**TASK REQUIREMENTS:**
Please write out exactly the lines that begin at the line containing "pub mod model;" and run to the end of the records.

**INPUT RECORDS:**

----------

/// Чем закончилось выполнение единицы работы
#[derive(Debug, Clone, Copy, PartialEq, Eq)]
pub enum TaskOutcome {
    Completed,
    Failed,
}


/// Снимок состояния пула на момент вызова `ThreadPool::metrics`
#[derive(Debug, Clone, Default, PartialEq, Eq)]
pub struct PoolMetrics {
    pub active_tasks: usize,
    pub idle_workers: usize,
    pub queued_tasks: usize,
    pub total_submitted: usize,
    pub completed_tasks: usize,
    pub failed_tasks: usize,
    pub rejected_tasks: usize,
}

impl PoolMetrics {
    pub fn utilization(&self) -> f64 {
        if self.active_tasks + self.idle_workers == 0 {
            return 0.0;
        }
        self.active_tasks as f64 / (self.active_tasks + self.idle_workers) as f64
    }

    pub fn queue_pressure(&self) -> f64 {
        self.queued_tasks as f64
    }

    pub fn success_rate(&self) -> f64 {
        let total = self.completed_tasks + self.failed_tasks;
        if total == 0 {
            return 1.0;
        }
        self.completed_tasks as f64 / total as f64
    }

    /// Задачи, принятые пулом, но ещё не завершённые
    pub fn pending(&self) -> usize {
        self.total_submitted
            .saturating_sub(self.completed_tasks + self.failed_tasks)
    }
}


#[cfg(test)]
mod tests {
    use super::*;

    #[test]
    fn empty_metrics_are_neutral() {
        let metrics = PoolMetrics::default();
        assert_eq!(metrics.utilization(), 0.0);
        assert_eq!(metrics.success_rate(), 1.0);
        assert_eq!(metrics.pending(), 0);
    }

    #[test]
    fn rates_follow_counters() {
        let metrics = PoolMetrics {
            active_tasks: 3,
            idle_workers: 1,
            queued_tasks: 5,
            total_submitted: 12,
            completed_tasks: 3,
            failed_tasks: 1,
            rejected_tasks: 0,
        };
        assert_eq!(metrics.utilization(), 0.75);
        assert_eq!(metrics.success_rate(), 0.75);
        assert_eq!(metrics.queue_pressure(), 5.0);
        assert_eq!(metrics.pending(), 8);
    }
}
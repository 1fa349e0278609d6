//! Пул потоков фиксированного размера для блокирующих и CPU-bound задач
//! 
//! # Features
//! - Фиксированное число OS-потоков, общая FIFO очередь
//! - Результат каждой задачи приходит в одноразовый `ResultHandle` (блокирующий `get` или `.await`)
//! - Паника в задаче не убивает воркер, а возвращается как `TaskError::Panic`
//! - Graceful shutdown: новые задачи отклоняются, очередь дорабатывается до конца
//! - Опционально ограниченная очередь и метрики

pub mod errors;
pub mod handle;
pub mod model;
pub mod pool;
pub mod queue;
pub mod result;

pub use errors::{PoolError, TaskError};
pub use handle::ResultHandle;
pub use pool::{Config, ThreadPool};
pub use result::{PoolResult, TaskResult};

----------

**SOLVED EXERCISE:**
pub mod model;
pub mod pool;
pub mod queue;
pub mod result;

pub use errors::{PoolError, TaskError};
pub use handle::ResultHandle;
pub use pool::{Config, ThreadPool};
pub use result::{PoolResult, TaskResult};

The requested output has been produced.